When sub paragraphs (1) and (3) of paragraph 2 of the 3rd
Schedule to our rules are read together, they in effect prohibit an
advocate who has not done any work from lodging a bill of costs
in which he or
she claims costs for work not done by him or her. For clarity I will quote the
relevant provisions. The provisions
state: -"2 (1) Where costs are to
be taxed, the advocate for the party to whom costs were awarded shall lodge his
or her bill with the
taxing officer.
(3) A bill of costs may not be lodged by an advocate who is
not on record"
The question pertinent to the matter before me is whether an advocate should
appear on the record merely to lodge bill of costs claiming
costs for service
that he or she never rendered?
In this regard it is instructive to reflect on what
paragraph 16 of the 3rd schedule to our Rules states.
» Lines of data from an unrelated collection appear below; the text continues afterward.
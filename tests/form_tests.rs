use std::cell::RefCell;
use std::rc::Rc;

use chrono::NaiveDate;
use serde_json::json;
use timestamper::app::Editor;
use timestamper::core::validation::ValidationError;
use timestamper::models::{EditForm, MetadataRecord, PresetKind, NULL_PRESET_NAME};
use timestamper::core::presets::PresetStore;
use timestamper::settings::{JsonFileSettings, MemorySettings, SettingsStore};

fn captured() -> chrono::NaiveDateTime {
    NaiveDate::from_ymd_opt(2024, 3, 1)
        .and_then(|date| date.and_hms_opt(14, 30, 45))
        .expect("valid date")
}

fn canon_record() -> MetadataRecord {
    MetadataRecord::from_pairs([
        ("EXIF:Make", json!("Canon")),
        ("EXIF:Model", json!("EOS R5")),
        ("EXIF:LensModel", json!("RF24-70mm F2.8 L IS USM")),
        ("EXIF:LensInfo", json!("24 70 2.8 2.8")),
        ("EXIF:FocalLength", json!(35.0)),
        ("EXIF:FNumber", json!(2.8)),
        ("EXIF:ISO", json!(400)),
        ("EXIF:ExposureTime", json!(0.004)),
        ("EXIF:DateTimeOriginal", json!("2023:07:14 09:15:30")),
        ("EXIF:OffsetTimeOriginal", json!("-05:00")),
    ])
}

#[test]
fn populate_reads_tags_into_text_fields() {
    let mut form = EditForm::new(captured());
    form.populate(&canon_record());

    assert_eq!(form.make, "Canon");
    assert_eq!(form.model, "EOS R5");
    assert_eq!(form.focal_length, "35");
    assert_eq!(form.f_number, "2.8");
    assert_eq!(form.iso, "400");
    assert_eq!(form.exposure_time, "1/250");
    assert_eq!(form.wide_focal_length, "24");
    assert_eq!(form.long_focal_length, "70");
    assert_eq!(form.wide_aperture_value, "2.8");
    assert_eq!(form.long_aperture_value, "2.8");
    assert_eq!(form.offset, -5.0);
    assert_eq!(
        form.date_time_original,
        NaiveDate::from_ymd_opt(2023, 7, 14)
            .and_then(|date| date.and_hms_opt(9, 15, 30))
            .expect("valid date")
    );
}

#[test]
fn populate_falls_back_to_shutter_speed_and_offset_time() {
    let mut form = EditForm::new(captured());
    form.populate(&MetadataRecord::from_pairs([
        ("EXIF:ShutterSpeedValue", json!(2.0)),
        ("EXIF:OffsetTime", json!("+09:30")),
    ]));

    assert_eq!(form.exposure_time, "2");
    assert_eq!(form.offset, 9.5);
    assert_eq!(form.date_time_original, captured());
}

#[test]
fn populate_clamps_out_of_range_offsets() {
    let mut form = EditForm::new(captured());
    form.populate(&MetadataRecord::from_pairs([("EXIF:OffsetTimeOriginal", "+18:00")]));
    assert_eq!(form.offset, 14.0);
}

#[test]
fn to_tags_writes_the_full_mapping() {
    let mut form = EditForm::new(captured());
    form.offset = 5.5;
    form.make = String::from("Nikon");
    form.wide_aperture_value = String::from("1.8");
    form.wide_focal_length = String::from("50");
    form.focal_length = String::from("50mm");
    form.exposure_time = String::from("1/125");

    let tags = form.to_tags();

    assert_eq!(tags["DateTimeOriginal"], "2024:03:01 14:30:00");
    assert_eq!(tags["OffsetTimeOriginal"], "+05:30");
    assert_eq!(tags["OffsetTime"], "+05:30");
    assert_eq!(tags["Make"], "Nikon");
    assert_eq!(tags["MaxApertureValue"], "1.8");
    assert_eq!(tags["LensInfo"], "50 50 1.8 1.8");
    assert_eq!(tags["FocalLength"], "50");
    assert_eq!(tags["ExposureTime"], "1/125");
    assert_eq!(tags["ShutterSpeedValue"], "1/125");
    assert!(!tags.contains_key("Model"));
    assert!(!tags.contains_key("ISO"));
}

#[test]
fn to_tags_omits_empty_lens_info() {
    let form = EditForm::new(captured());
    let tags = form.to_tags();

    assert!(!tags.contains_key("LensInfo"));
    assert_eq!(tags.len(), 3);
}

#[test]
fn validate_reports_the_first_bad_field() {
    let mut form = EditForm::new(captured());
    form.iso = String::from("100");
    form.exposure_time = String::from("1/250");
    assert_eq!(form.validate(), Ok(()));

    form.f_number = String::from("f/2.8");
    form.wide_focal_length = String::from("wide");
    assert_eq!(
        form.validate(),
        Err(ValidationError::NotNumeric {
            field: String::from("FNumber"),
            value: String::from("f/2.8"),
        })
    );

    form.exposure_time = String::from("1/250s");
    assert!(matches!(
        form.validate(),
        Err(ValidationError::NotExposureTime { .. })
    ));
}

#[test]
fn prime_lens_values_fill_the_shot_fields() {
    let mut form = EditForm::new(captured());
    form.set_wide_focal_length("35");
    form.finish_wide_focal_length();
    form.set_wide_aperture_value("1.4");

    assert_eq!(form.focal_length, "35");
    assert_eq!(form.f_number, "1.4");
}

#[test]
fn zoom_lens_values_leave_the_shot_fields_alone() {
    let mut form = EditForm::new(captured());
    form.long_focal_length = String::from("70");
    form.long_aperture_value = String::from("4");
    form.set_wide_focal_length("24");
    form.finish_wide_focal_length();
    form.set_wide_aperture_value("2.8");
    form.finish_wide_aperture_value();

    assert_eq!(form.focal_length, "");
    assert_eq!(form.f_number, "");
}

#[test]
fn clearing_a_wide_value_clears_the_long_value() {
    let mut form = EditForm::new(captured());
    form.long_focal_length = String::from("70");
    form.long_aperture_value = String::from("4");

    form.set_wide_focal_length("");
    form.set_wide_aperture_value("");

    assert_eq!(form.long_focal_length, "");
    assert_eq!(form.long_aperture_value, "");
}

#[test]
fn editor_selects_matching_presets_without_loading_them() {
    let shared = Rc::new(RefCell::new(MemorySettings::new()));
    let mut editor = Editor::new(Rc::clone(&shared), EditForm::new(captured()));

    editor.form.make = String::from("Canon");
    editor.form.model = String::from("EOS R5");
    editor.add_preset(PresetKind::Camera, "R5");
    editor.form.lens_model = String::from("RF24-70mm F2.8 L IS USM");
    editor.form.wide_focal_length = String::from("24");
    editor.form.long_focal_length = String::from("70");
    editor.form.lens_serial_number = String::from("SN-0042");
    editor.add_preset(PresetKind::Lens, "Zoom");

    let mut fresh = Editor::new(shared, EditForm::new(captured()));
    fresh.populate(&canon_record());

    assert_eq!(fresh.selected_preset(PresetKind::Camera), "R5");
    assert_eq!(fresh.selected_preset(PresetKind::Lens), NULL_PRESET_NAME);
    assert_eq!(fresh.form.lens_serial_number, "");
}

#[test]
fn editor_preset_selection_fills_the_form() {
    let mut editor = Editor::new(
        Rc::new(RefCell::new(MemorySettings::new())),
        EditForm::new(captured()),
    );
    editor.form.lens_make = String::from("Sigma");
    editor.form.wide_focal_length = String::from("35");
    editor.add_preset(PresetKind::Lens, "Art");

    editor.form.clear(captured());
    assert!(editor.select_preset(PresetKind::Lens, "Art"));
    assert_eq!(editor.form.lens_make, "Sigma");
    assert_eq!(editor.form.wide_focal_length, "35");

    assert!(editor.select_preset(PresetKind::Lens, NULL_PRESET_NAME));
    assert_eq!(editor.form.lens_make, "Sigma");
    assert!(!editor.select_preset(PresetKind::Lens, "Missing"));
}

#[test]
fn editor_clear_presets_resets_selection() {
    let mut editor = Editor::new(
        Rc::new(RefCell::new(MemorySettings::new())),
        EditForm::new(captured()),
    );
    editor.form.make = String::from("Sony");
    editor.add_preset(PresetKind::Camera, "A7");
    editor.form.lens_make = String::from("Sony");
    editor.add_preset(PresetKind::Lens, "FE");

    editor.clear_presets();

    for kind in PresetKind::ALL {
        assert_eq!(editor.selected_preset(kind), NULL_PRESET_NAME);
        assert_eq!(editor.presets(kind).names(), vec![NULL_PRESET_NAME]);
    }
}

#[test]
fn editor_over_a_settings_file_keeps_both_preset_kinds() {
    let dir = tempfile::tempdir().expect("tempdir should be created");
    let path = dir.path().join("settings.json");
    let settings = JsonFileSettings::open(&path).expect("missing file should open");
    let mut editor = Editor::new(Rc::new(RefCell::new(settings)), EditForm::new(captured()));

    editor.form.make = String::from("Olympus");
    editor.add_preset(PresetKind::Camera, "Body");
    editor.form.lens_make = String::from("Zuiko");
    editor.add_preset(PresetKind::Lens, "Glass");

    let reopened = JsonFileSettings::open(&path).expect("written file should open");
    let cameras = PresetStore::new(reopened, PresetKind::Camera);
    assert_eq!(cameras.names(), vec![NULL_PRESET_NAME, "Body"]);
    assert_eq!(
        cameras.store().get("preset_lenses"),
        Some(json!([{
            "Name": "Glass",
            "LensMake": "Zuiko",
            "LensModel": "",
            "WideFocalLength": "",
            "LongFocalLength": "",
            "WideApertureValue": "",
            "LongApertureValue": "",
            "LensSerialNumber": "",
        }]))
    );
}

#[test]
fn editor_from_separate_stores_clears_both() {
    let mut cameras = PresetStore::new(MemorySettings::new(), PresetKind::Camera);
    let mut lenses = PresetStore::new(MemorySettings::new(), PresetKind::Lens);
    cameras.add("Body", &[(String::from("Make"), String::from("Pentax"))].into());
    lenses.add("Glass", &[(String::from("LensMake"), String::from("HD"))].into());

    let mut editor = Editor::from_stores(cameras, lenses, EditForm::new(captured()));
    editor.clear_presets();

    for kind in PresetKind::ALL {
        assert_eq!(editor.presets(kind).names(), vec![NULL_PRESET_NAME]);
        assert_eq!(editor.presets(kind).store().get(kind.storage_key()), None);
    }
}
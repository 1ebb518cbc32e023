use tracing::level_filters::LevelFilter;
use tracing_subscriber::EnvFilter;

/// Installs the stderr subscriber. `RUST_LOG` wins over `--debug`.
pub fn init_tracing(debug: bool) -> anyhow::Result<()> {
    let default_level = if debug {
        LevelFilter::DEBUG
    } else {
        LevelFilter::INFO
    };
    let filter = EnvFilter::builder()
        .with_default_directive(default_level.into())
        .from_env_lossy();

    tracing_subscriber::fmt()
        .with_env_filter(filter)
        .with_writer(std::io::stderr)
        .with_target(false)
        .try_init()
        .map_err(|err| anyhow::anyhow!("failed to install tracing subscriber: {err}"))
}
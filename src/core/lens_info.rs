/// Splits a `LensInfo` value into wide/long focal length and wide/long aperture.
///
/// The whole value is rejected when it does not hold exactly four numeric
/// tokens.
pub fn decode_lens_info(text: &str) -> Option<[String; 4]> {
    let fields: [&str; 4] = text.splitn(4, ' ').collect::<Vec<_>>().try_into().ok()?;
    if !fields.iter().all(|token| is_float(token)) {
        return None;
    }

    Some(fields.map(String::from))
}

/// Joins the four lens-info fields. A missing long value takes the wide value.
///
/// Empty fields stay as empty tokens, so all-empty input yields three spaces.
pub fn encode_lens_info(
    wide_focal: &str,
    long_focal: &str,
    wide_aperture: &str,
    long_aperture: &str,
) -> String {
    let long_focal = default_to_wide(wide_focal, long_focal);
    let long_aperture = default_to_wide(wide_aperture, long_aperture);
    format!("{wide_focal} {long_focal} {wide_aperture} {long_aperture}")
}

fn default_to_wide<'a>(wide: &'a str, long: &'a str) -> &'a str {
    if long.is_empty() && !wide.is_empty() {
        wide
    } else {
        long
    }
}

fn is_float(token: &str) -> bool {
    let token = token.trim();
    !token.is_empty() && token.parse::<f64>().is_ok()
}
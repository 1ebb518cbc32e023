use std::path::PathBuf;

use anyhow::bail;
use clap::{Args, Subcommand};
use serde_json::Value;

use crate::cli::{metadata_engine, GlobalArgs};
use crate::settings::{SettingsStore, EXIFTOOL_KEY};

#[derive(Args, Clone, PartialEq, Debug)]
pub struct ConfigArgs {
    #[clap(subcommand)]
    pub command: ConfigCommand,
}

#[derive(Subcommand, Clone, PartialEq, Debug)]
pub enum ConfigCommand {
    /// Print the settings file and the exiftool in use
    Show,

    /// Remember the exiftool executable to use
    SetExiftool { path: PathBuf },
}

impl ConfigArgs {
    pub fn invoke(self, global: &GlobalArgs) -> anyhow::Result<()> {
        let settings = global.open_settings()?;

        match self.command {
            ConfigCommand::Show => {
                println!("settings: {}", settings.borrow().path().display());
                println!("exiftool: {}", metadata_engine(&settings).executable().display());
            }
            ConfigCommand::SetExiftool { path } => {
                if !path.is_file() {
                    bail!("exiftool not found at {}", path.display());
                }
                let mut settings = settings;
                settings.set(EXIFTOOL_KEY, Value::String(path.display().to_string()));
                println!("Setting exiftool path to {}", path.display());
            }
        }
        Ok(())
    }
}
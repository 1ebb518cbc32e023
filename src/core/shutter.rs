//! Exposure-time display.
//!
//! Callers must never pass `0.0`: the fraction branch divides by the value.

const SIGNIFICANT_DIGITS: i32 = 6;

/// Formats an exposure time for the edit form, e.g. `1/250` or `2`.
pub fn format_shutter_speed(value: f64) -> String {
    if value < 1.0 {
        format!("1/{}", format_general(1.0 / value))
    } else {
        format_general(value)
    }
}

/// Same as [`format_shutter_speed`] with a trailing `s`, used by the tag view.
pub fn format_shutter_speed_with_unit(value: f64) -> String {
    format!("{}s", format_shutter_speed(value))
}

/// Reads `0.004`, `1/250` or `1/250s` back into seconds.
pub fn parse_shutter_speed(text: &str) -> Option<f64> {
    let text = text.trim();
    let text = text.strip_suffix('s').unwrap_or(text).trim_end();

    match text.split_once('/') {
        Some((numerator, denominator)) => {
            let numerator = numerator.trim().parse::<f64>().ok()?;
            let denominator = denominator.trim().parse::<f64>().ok()?;
            if denominator == 0.0 {
                return None;
            }
            Some(numerator / denominator)
        }
        None => text.parse::<f64>().ok(),
    }
}

/// Shortest general notation with six significant digits, matching C's `%g`.
pub fn format_general(value: f64) -> String {
    if value == 0.0 {
        return String::from("0");
    }
    if value.is_nan() {
        return String::from("nan");
    }
    if value.is_infinite() {
        return String::from(if value > 0.0 { "inf" } else { "-inf" });
    }

    let scientific = format!("{:.*e}", (SIGNIFICANT_DIGITS - 1) as usize, value);
    let Some((mantissa, exponent)) = scientific.split_once('e') else {
        return scientific;
    };
    let exponent: i32 = exponent.parse().unwrap_or(0);

    if exponent < -4 || exponent >= SIGNIFICANT_DIGITS {
        let sign = if exponent < 0 { '-' } else { '+' };
        format!(
            "{}e{sign}{:02}",
            strip_trailing_zeros(mantissa),
            exponent.abs()
        )
    } else {
        let decimals = (SIGNIFICANT_DIGITS - 1 - exponent) as usize;
        strip_trailing_zeros(&format!("{value:.decimals$}")).to_string()
    }
}

fn strip_trailing_zeros(text: &str) -> &str {
    if text.contains('.') {
        text.trim_end_matches('0').trim_end_matches('.')
    } else {
        text
    }
}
It
states:
"16(1) If there has been a change of advocates, the bill of costs of the
first advocate may be annexed to that of the current advocate
and the total
shown as disbursement.
(2) The bill shall be taxed in the ordinary way, the current advocate being
heard on it, but the taxing officer may require the first
advocate to
attend".
I have perused the record of the substantive appeal (in which I participated)
and civil application No.38/95 which I heard and settled
the order of the
judgment of the Court in the appeal. I have studied the record of this
application. It is clear from the said records
that Ms. Musoke did not
appear on the record as an advocate for the respondent until 15/12/2003 when she
only lodged the bill of costs now in dispute.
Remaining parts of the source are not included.